My current theatre is pine planking. Very worn, very 1975. Very bright.
other than completely replacing the entire floor, could someone offer a suggestion for a cost effective solution?
My first thought is to cover it in Masonite and paint it black. But I don't know enough about flooring to trust this idea.
thanks for any help
Lucas


----------



## JohnD (Aug 14, 2014)

Welcome @Lharms a search here for "stage flooring" brings up lots of ideas, in fact the mods may move this to "stage management and facility operations" since that is where most of the ideas are located. Yes, painted masonite is a very popular stage covering, and lots of discussions on that subject.


----------



## lwinters630 (Aug 17, 2014)

Lharms said:


> My current theatre is pine planking. Very worn, very 1975. Very bright.
> other than completely replacing the entire floor, could someone offer a suggestion for a cost effective solution?
> My first thought is to cover it in Masonite and paint it black. But I don't know enough about flooring to trust this idea.
> thanks for any help
> Lucas


After you check out the other post I particularly like Van's. A roll of dimes, mdf, paint all sides. Rosco.


----------



## 2mojo2 (Sep 6, 2014)

Lharms said:


> My current theatre is pine planking. Very worn, very 1975. Very bright.
> other than completely replacing the entire floor, could someone offer a suggestion for a cost effective solution?
> My first thought is to cover it in Masonite and paint it black. But I don't know enough about flooring to trust this idea.
> thanks for any help
> Lucas


We had old yellow pine in rather worn condition. 
There were no plans for the school district to replace it.
We filled the low spots with a cement-base floor filler.
Stapled down a layer of 30 pound building paper (asphalt-treated felt, tar-paper)
Laid 1/4 " masonite with a screw counter-sunk about every square foot and about 3/16" space between sheets.
Painted with exterior flat latex.
We typically touch up the paint before opening a show, and do a full re-coat once a year.

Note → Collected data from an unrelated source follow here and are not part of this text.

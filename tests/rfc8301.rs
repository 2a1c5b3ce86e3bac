mod common;

use dkim_parse::*;

#[cfg(feature = "pre-rfc8301")]
#[tokio::test]
async fn sha1_basic() {
    use dkim_parse::verifier::PolicyError;

    let _ = tracing_subscriber::fmt::try_init();

    let resolver = common::fixture_lookup();
    let message = common::read_message("rsa_sha1.eml").await;

    let results = Verifier::new(Config::default())
        .verify_message(&resolver, &message)
        .await
        .unwrap();

    assert_eq!(
        results[0].error,
        Some(VerifierError::Policy(PolicyError::DisallowedSha1Hash))
    );

    let config = Config {
        allow_sha1: true,
        ..Default::default()
    };

    let results = Verifier::new(config)
        .verify_message(&resolver, &message)
        .await
        .unwrap();

    assert_eq!(results[0].status, DkimStatus::Ok);
}

#[cfg(not(feature = "pre-rfc8301"))]
#[tokio::test]
async fn sha1_basic() {
    use dkim_parse::signature::DkimSignatureErrorKind;

    let _ = tracing_subscriber::fmt::try_init();

    let resolver = common::fixture_lookup();
    let message = common::read_message("rsa_sha1.eml").await;

    let config = Config {
        allow_sha1: true,
        ..Default::default()
    };

    let results = Verifier::new(config)
        .verify_message(&resolver, &message)
        .await
        .unwrap();

    assert_eq!(results[0].status, DkimStatus::PermFail);

    match &results[0].error {
        Some(VerifierError::SignatureFormat(e)) => {
            assert_eq!(e.kind, DkimSignatureErrorKind::HistoricAlgorithm);
            assert_eq!(e.domain, Some(DomainName::new("example.org").unwrap()));
        }
        e => panic!("unexpected error {e:?}"),
    }
}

Years later, it is holding up very well.
I changed to a medium gloss exterior latex paint. It holds up better, does not collect dust.
The spaces between sheets have allowed for changes in humidity, but dust and crap collect under the masonite and can billow out when walking on the surface.
I am considering taping all the seams with 2 inch black gaffer's tape, folowed by two coats of the exterior latex (McCormick exterior Lustre)

When securing set pieces to the floor, we use 8d or 16d scaffold nails (Double-headed nails).
They do very little damage to the surface.


----------